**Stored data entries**
☆ ☆ ☆
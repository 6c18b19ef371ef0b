//! Live feed state and the bounded, most-recent-first recognition history.

use std::collections::VecDeque;
use std::fmt;

/// Number of live recognitions kept on screen unless configured otherwise.
pub const DEFAULT_HISTORY_CAPACITY: usize = 20;

/// Connection state of the live recognition subscription.
#[derive(Debug, Clone, Copy, PartialEq, Eq, Default)]
pub enum FeedState {
    #[default]
    Disconnected,
    Connecting,
    Connected,
    Error,
}

impl FeedState {
    /// Human-readable status line.
    pub fn label(self) -> &'static str {
        match self {
            Self::Disconnected => "Disconnected",
            Self::Connecting => "Connecting",
            Self::Connected => "Connected",
            Self::Error => "Connection Error",
        }
    }

    /// Label of the connect/disconnect action offered in this state.
    pub fn action_label(self) -> &'static str {
        match self {
            Self::Connected => "Disconnect",
            Self::Connecting => "Connecting...",
            Self::Disconnected | Self::Error => "Connect",
        }
    }
}

impl fmt::Display for FeedState {
    fn fmt(&self, f: &mut fmt::Formatter<'_>) -> fmt::Result {
        f.write_str(self.label())
    }
}

/// Fixed-capacity history, newest entry first.
///
/// Pushing beyond capacity evicts from the back, so the history always holds
/// the `capacity` most recently received entries.
#[derive(Debug, Clone)]
pub struct FeedHistory<T> {
    entries: VecDeque<T>,
    capacity: usize,
}

impl<T> FeedHistory<T> {
    /// Create an empty history. A capacity of zero is clamped to one.
    pub fn new(capacity: usize) -> Self {
        let capacity = capacity.max(1);
        Self {
            entries: VecDeque::with_capacity(capacity),
            capacity,
        }
    }

    pub fn capacity(&self) -> usize {
        self.capacity
    }

    /// Prepend an entry, returning how many old entries were evicted.
    pub fn push(&mut self, entry: T) -> usize {
        self.entries.push_front(entry);
        let mut evicted = 0;
        while self.entries.len() > self.capacity {
            self.entries.pop_back();
            evicted += 1;
        }
        evicted
    }

    /// Newest entry, if any.
    pub fn latest(&self) -> Option<&T> {
        self.entries.front()
    }
}

impl<T: Clone> FeedHistory<T> {
    /// Entries newest first.
    pub fn to_vec(&self) -> Vec<T> {
        self.entries.iter().cloned().collect()
    }
}

impl<T> Default for FeedHistory<T> {
    fn default() -> Self {
        Self::new(DEFAULT_HISTORY_CAPACITY)
    }
}

#[cfg(test)]
mod tests {
    use super::*;

    #[test]
    fn test_initial_state_disconnected() {
        assert_eq!(FeedState::default(), FeedState::Disconnected);
        assert_eq!(FeedState::Error.label(), "Connection Error");
        assert_eq!(FeedState::Connected.action_label(), "Disconnect");
    }

    #[test]
    fn test_history_newest_first() {
        let mut h = FeedHistory::new(5);
        for i in 0..3 {
            assert_eq!(h.push(i), 0);
        }
        assert_eq!(h.to_vec(), vec![2, 1, 0]);
        assert_eq!(h.latest(), Some(&2));
    }

    #[test]
    fn test_history_keeps_most_recent_capacity() {
        for capacity in 1..8 {
            let mut h = FeedHistory::new(capacity);
            let n = capacity * 3 + 1;
            for i in 0..n {
                h.push(i);
            }
            let expected: Vec<usize> = (n - capacity..n).rev().collect();
            assert_eq!(h.to_vec(), expected, "capacity {capacity}");
        }
    }

    #[test]
    fn test_history_score_example() {
        let mut h = FeedHistory::new(2);
        h.push(0.95);
        h.push(0.40);
        assert_eq!(h.push(0.89), 1);
        assert_eq!(h.to_vec(), vec![0.89, 0.40]);
    }

    #[test]
    fn test_zero_capacity_clamped() {
        let mut h = FeedHistory::new(0);
        assert_eq!(h.capacity(), 1);
        h.push("a");
        h.push("b");
        assert_eq!(h.to_vec(), vec!["b"]);
    }

    #[test]
    fn test_default_capacity() {
        let h: FeedHistory<u8> = FeedHistory::default();
        assert_eq!(h.capacity(), DEFAULT_HISTORY_CAPACITY);
        assert_eq!(h.latest(), None);
    }
}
☆ ☆ ☆
**How to complete this task**
Output each line of the records above exactly, beginning at the first, and stop once the line containing "live recognition subscription." has been output.

**Written answer**
repository 6c18b19ef371ef0b
//! Live feed state and the bounded, most-recent-first recognition history.

use std::collections::VecDeque;
use std::fmt;

/// Number of live recognitions kept on screen unless configured otherwise.
pub const DEFAULT_HISTORY_CAPACITY: usize = 20;

/// Connection state of the live recognition subscription.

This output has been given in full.